• _Aim of the exercise_:
Word for word, copy out the records given below.

(Collected data entries)
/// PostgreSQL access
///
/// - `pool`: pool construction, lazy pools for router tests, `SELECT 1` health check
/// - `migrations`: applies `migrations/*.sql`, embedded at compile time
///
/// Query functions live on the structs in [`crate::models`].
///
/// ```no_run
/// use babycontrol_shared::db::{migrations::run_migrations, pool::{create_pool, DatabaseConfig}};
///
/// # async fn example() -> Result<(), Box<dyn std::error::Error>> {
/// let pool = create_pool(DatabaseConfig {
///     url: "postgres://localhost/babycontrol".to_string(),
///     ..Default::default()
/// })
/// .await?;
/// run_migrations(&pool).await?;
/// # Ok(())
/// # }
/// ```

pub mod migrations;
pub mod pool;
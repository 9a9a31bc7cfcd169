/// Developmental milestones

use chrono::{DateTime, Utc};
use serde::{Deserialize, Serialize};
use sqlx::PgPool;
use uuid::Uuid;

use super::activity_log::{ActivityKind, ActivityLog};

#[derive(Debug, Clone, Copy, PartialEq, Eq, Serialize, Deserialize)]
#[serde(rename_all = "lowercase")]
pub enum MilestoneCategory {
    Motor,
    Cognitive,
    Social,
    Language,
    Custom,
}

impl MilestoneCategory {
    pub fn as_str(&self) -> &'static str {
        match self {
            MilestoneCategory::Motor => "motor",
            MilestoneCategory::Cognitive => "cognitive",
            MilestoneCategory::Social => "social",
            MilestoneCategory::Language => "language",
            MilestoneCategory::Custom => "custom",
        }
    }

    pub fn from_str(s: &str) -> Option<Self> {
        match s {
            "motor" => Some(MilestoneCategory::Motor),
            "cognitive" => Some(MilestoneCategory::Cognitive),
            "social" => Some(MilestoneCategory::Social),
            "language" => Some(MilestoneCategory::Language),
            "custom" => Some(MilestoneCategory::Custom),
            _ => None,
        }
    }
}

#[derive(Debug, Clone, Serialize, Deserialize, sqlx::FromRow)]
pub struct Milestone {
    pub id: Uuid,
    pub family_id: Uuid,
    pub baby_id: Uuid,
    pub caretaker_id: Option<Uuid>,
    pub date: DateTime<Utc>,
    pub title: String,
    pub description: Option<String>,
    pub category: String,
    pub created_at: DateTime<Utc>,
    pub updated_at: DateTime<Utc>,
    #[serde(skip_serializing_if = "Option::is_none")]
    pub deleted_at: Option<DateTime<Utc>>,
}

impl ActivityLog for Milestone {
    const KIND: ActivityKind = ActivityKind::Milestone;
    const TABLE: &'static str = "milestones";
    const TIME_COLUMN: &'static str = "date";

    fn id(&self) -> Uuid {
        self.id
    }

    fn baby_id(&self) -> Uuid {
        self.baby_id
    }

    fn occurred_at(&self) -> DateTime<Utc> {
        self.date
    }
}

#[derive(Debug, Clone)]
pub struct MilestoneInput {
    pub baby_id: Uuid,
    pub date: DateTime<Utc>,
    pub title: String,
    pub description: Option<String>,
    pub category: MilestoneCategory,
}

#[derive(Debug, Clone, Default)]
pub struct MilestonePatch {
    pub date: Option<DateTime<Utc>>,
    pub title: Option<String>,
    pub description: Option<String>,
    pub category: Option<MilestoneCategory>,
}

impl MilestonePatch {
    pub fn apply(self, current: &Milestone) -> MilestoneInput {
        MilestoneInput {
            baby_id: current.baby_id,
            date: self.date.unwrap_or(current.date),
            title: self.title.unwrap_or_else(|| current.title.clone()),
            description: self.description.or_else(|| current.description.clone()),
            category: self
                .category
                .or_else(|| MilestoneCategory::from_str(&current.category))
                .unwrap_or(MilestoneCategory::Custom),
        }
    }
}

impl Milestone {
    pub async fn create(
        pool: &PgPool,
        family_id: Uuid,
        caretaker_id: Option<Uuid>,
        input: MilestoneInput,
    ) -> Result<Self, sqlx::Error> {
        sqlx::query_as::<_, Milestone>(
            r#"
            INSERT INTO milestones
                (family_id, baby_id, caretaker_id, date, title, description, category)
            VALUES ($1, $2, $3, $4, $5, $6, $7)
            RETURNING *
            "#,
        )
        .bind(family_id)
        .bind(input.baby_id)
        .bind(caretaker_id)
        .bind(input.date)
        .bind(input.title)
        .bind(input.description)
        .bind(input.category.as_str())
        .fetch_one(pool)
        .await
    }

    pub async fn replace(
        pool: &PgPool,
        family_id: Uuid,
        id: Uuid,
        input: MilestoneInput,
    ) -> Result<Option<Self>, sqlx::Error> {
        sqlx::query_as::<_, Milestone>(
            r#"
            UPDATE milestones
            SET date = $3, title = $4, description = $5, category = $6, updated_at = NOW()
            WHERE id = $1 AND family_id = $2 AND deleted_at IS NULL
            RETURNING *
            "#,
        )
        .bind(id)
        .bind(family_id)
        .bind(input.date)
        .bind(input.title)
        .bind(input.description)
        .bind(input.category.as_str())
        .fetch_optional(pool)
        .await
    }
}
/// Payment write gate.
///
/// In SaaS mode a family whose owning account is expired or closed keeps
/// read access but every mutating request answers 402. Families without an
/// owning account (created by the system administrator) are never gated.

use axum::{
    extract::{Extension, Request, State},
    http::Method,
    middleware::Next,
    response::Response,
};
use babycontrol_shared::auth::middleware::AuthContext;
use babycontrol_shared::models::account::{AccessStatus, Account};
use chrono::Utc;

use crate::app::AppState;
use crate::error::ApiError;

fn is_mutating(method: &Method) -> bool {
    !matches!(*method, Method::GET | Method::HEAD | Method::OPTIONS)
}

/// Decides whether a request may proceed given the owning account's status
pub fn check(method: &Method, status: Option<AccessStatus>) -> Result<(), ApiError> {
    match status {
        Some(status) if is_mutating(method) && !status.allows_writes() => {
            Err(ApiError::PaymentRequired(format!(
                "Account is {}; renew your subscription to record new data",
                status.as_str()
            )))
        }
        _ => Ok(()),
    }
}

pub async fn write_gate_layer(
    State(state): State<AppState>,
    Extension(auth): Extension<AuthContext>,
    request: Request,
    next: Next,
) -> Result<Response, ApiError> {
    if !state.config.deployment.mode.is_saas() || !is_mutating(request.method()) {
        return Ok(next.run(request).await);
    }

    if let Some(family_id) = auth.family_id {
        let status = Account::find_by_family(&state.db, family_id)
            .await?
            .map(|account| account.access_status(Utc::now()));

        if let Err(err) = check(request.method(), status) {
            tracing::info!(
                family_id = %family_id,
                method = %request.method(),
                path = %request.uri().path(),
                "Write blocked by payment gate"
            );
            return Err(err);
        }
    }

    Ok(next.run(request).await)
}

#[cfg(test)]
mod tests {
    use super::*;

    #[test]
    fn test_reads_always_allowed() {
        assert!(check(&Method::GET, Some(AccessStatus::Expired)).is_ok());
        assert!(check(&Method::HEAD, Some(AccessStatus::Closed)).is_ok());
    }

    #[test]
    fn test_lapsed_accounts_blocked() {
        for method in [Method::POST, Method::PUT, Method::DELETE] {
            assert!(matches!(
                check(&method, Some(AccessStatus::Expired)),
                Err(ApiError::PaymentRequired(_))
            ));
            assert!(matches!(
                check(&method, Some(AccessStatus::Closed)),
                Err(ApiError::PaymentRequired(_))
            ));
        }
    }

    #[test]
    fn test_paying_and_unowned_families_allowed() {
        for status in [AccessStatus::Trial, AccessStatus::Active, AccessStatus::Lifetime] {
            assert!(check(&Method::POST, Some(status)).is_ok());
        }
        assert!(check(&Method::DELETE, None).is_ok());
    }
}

• _Your response_:
/// PostgreSQL access
///
/// - `pool`: pool construction, lazy pools for router tests, `SELECT 1` health check
/// - `migrations`: applies `migrations/*.sql`, embedded at compile time
///
/// Query functions live on the structs in [`crate::models`].
///
/// ```no_run
/// use babycontrol_shared::db::{migrations::run_migrations, pool::{create_pool, DatabaseConfig}};
///
/// # async fn example() -> Result<(), Box<dyn std::error::Error>> {
/// let pool = create_pool(DatabaseConfig {
///     url: "postgres://localhost/babycontrol".to_string(),
///     ..Default::default()
/// })
/// .await?;
/// run_migrations(&pool).await?;
/// # Ok(())
/// # }
/// ```

pub mod migrations;
pub mod pool;
repository 9a9a31bc7cfcd169
/// Developmental milestones

use chrono::{DateTime, Utc};
use serde::{Deserialize, Serialize};
use sqlx::PgPool;
use uuid::Uuid;

use super::activity_log::{ActivityKind, ActivityLog};

#[derive(Debug, Clone, Copy, PartialEq, Eq, Serialize, Deserialize)]
#[serde(rename_all = "lowercase")]
pub enum MilestoneCategory {
    Motor,
    Cognitive,
    Social,
    Language,
    Custom,
}

impl MilestoneCategory {
    pub fn as_str(&self) -> &'static str {
        match self {
            MilestoneCategory::Motor => "motor",
            MilestoneCategory::Cognitive => "cognitive",
            MilestoneCategory::Social => "social",
            MilestoneCategory::Language => "language",
            MilestoneCategory::Custom => "custom",
        }
    }

    pub fn from_str(s: &str) -> Option<Self> {
        match s {
            "motor" => Some(MilestoneCategory::Motor),
            "cognitive" => Some(MilestoneCategory::Cognitive),
            "social" => Some(MilestoneCategory::Social),
            "language" => Some(MilestoneCategory::Language),
            "custom" => Some(MilestoneCategory::Custom),
            _ => None,
        }
    }
}

#[derive(Debug, Clone, Serialize, Deserialize, sqlx::FromRow)]
pub struct Milestone {
    pub id: Uuid,
    pub family_id: Uuid,
    pub baby_id: Uuid,
    pub caretaker_id: Option<Uuid>,
    pub date: DateTime<Utc>,
    pub title: String,
    pub description: Option<String>,
    pub category: String,
    pub created_at: DateTime<Utc>,
    pub updated_at: DateTime<Utc>,
    #[serde(skip_serializing_if = "Option::is_none")]
    pub deleted_at: Option<DateTime<Utc>>,
}

impl ActivityLog for Milestone {
    const KIND: ActivityKind = ActivityKind::Milestone;
    const TABLE: &'static str = "milestones";
    const TIME_COLUMN: &'static str = "date";

    fn id(&self) -> Uuid {
        self.id
    }

    fn baby_id(&self) -> Uuid {
        self.baby_id
    }

    fn occurred_at(&self) -> DateTime<Utc> {
        self.date
    }
}

#[derive(Debug, Clone)]
pub struct MilestoneInput {
    pub baby_id: Uuid,
    pub date: DateTime<Utc>,
    pub title: String,
    pub description: Option<String>,
    pub category: MilestoneCategory,
}

#[derive(Debug, Clone, Default)]
pub struct MilestonePatch {
    pub date: Option<DateTime<Utc>>,
    pub title: Option<String>,
    pub description: Option<String>,
    pub category: Option<MilestoneCategory>,
}

impl MilestonePatch {
    pub fn apply(self, current: &Milestone) -> MilestoneInput {
        MilestoneInput {
            baby_id: current.baby_id,
            date: self.date.unwrap_or(current.date),
            title: self.title.unwrap_or_else(|| current.title.clone()),
            description: self.description.or_else(|| current.description.clone()),
            category: self
                .category
                .or_else(|| MilestoneCategory::from_str(&current.category))
                .unwrap_or(MilestoneCategory::Custom),
        }
    }
}

impl Milestone {
    pub async fn create(
        pool: &PgPool,
        family_id: Uuid,
        caretaker_id: Option<Uuid>,
        input: MilestoneInput,
    ) -> Result<Self, sqlx::Error> {
        sqlx::query_as::<_, Milestone>(
            r#"
            INSERT INTO milestones
                (family_id, baby_id, caretaker_id, date, title, description, category)
            VALUES ($1, $2, $3, $4, $5, $6, $7)
            RETURNING *
            "#,
        )
        .bind(family_id)
        .bind(input.baby_id)
        .bind(caretaker_id)
        .bind(input.date)
        .bind(input.title)
        .bind(input.description)
        .bind(input.category.as_str())
        .fetch_one(pool)
        .await
    }

    pub async fn replace(
        pool: &PgPool,
        family_id: Uuid,
        id: Uuid,
        input: MilestoneInput,
    ) -> Result<Option<Self>, sqlx::Error> {
        sqlx::query_as::<_, Milestone>(
            r#"
            UPDATE milestones
            SET date = $3, title = $4, description = $5, category = $6, updated_at = NOW()
            WHERE id = $1 AND family_id = $2 AND deleted_at IS NULL
            RETURNING *
            "#,
        )
        .bind(id)
        .bind(family_id)
        .bind(input.date)
        .bind(input.title)
        .bind(input.description)
        .bind(input.category.as_str())
        .fetch_optional(pool)
        .await
    }
}
/// Payment write gate.
///
/// In SaaS mode a family whose owning account is expired or closed keeps
/// read access but every mutating request answers 402. Families without an
/// owning account (created by the system administrator) are never gated.

use axum::{
    extract::{Extension, Request, State},
    http::Method,
    middleware::Next,
    response::Response,
};
use babycontrol_shared::auth::middleware::AuthContext;
use babycontrol_shared::models::account::{AccessStatus, Account};
use chrono::Utc;

use crate::app::AppState;
use crate::error::ApiError;

fn is_mutating(method: &Method) -> bool {
    !matches!(*method, Method::GET | Method::HEAD | Method::OPTIONS)
}

/// Decides whether a request may proceed given the owning account's status
pub fn check(method: &Method, status: Option<AccessStatus>) -> Result<(), ApiError> {
    match status {
        Some(status) if is_mutating(method) && !status.allows_writes() => {
            Err(ApiError::PaymentRequired(format!(
                "Account is {}; renew your subscription to record new data",
                status.as_str()
            )))
        }
        _ => Ok(()),
    }
}

pub async fn write_gate_layer(
    State(state): State<AppState>,
    Extension(auth): Extension<AuthContext>,
    request: Request,
    next: Next,
) -> Result<Response, ApiError> {
    if !state.config.deployment.mode.is_saas() || !is_mutating(request.method()) {
        return Ok(next.run(request).await);
    }

    if let Some(family_id) = auth.family_id {
        let status = Account::find_by_family(&state.db, family_id)
            .await?
            .map(|account| account.access_status(Utc::now()));

        if let Err(err) = check(request.method(), status) {
            tracing::info!(
                family_id = %family_id,
                method = %request.method(),
                path = %request.uri().path(),
                "Write blocked by payment gate"
            );
            return Err(err);
        }
    }

    Ok(next.run(request).await)
}

#[cfg(test)]
mod tests {
    use super::*;

    #[test]
    fn test_reads_always_allowed() {
        assert!(check(&Method::GET, Some(AccessStatus::Expired)).is_ok());
        assert!(check(&Method::HEAD, Some(AccessStatus::Closed)).is_ok());
    }

    #[test]
    fn test_lapsed_accounts_blocked() {
        for method in [Method::POST, Method::PUT, Method::DELETE] {
            assert!(matches!(
                check(&method, Some(AccessStatus::Expired)),
                Err(ApiError::PaymentRequired(_))
            ));
            assert!(matches!(
                check(&method, Some(AccessStatus::Closed)),
                Err(ApiError::PaymentRequired(_))
            ));
        }
    }

    #[test]
    fn test_paying_and_unowned_families_allowed() {
        for status in [AccessStatus::Trial, AccessStatus::Active, AccessStatus::Lifetime] {
            assert!(check(&Method::POST, Some(status)).is_ok());
        }
        assert!(check(&Method::DELETE, None).is_ok());
    }
}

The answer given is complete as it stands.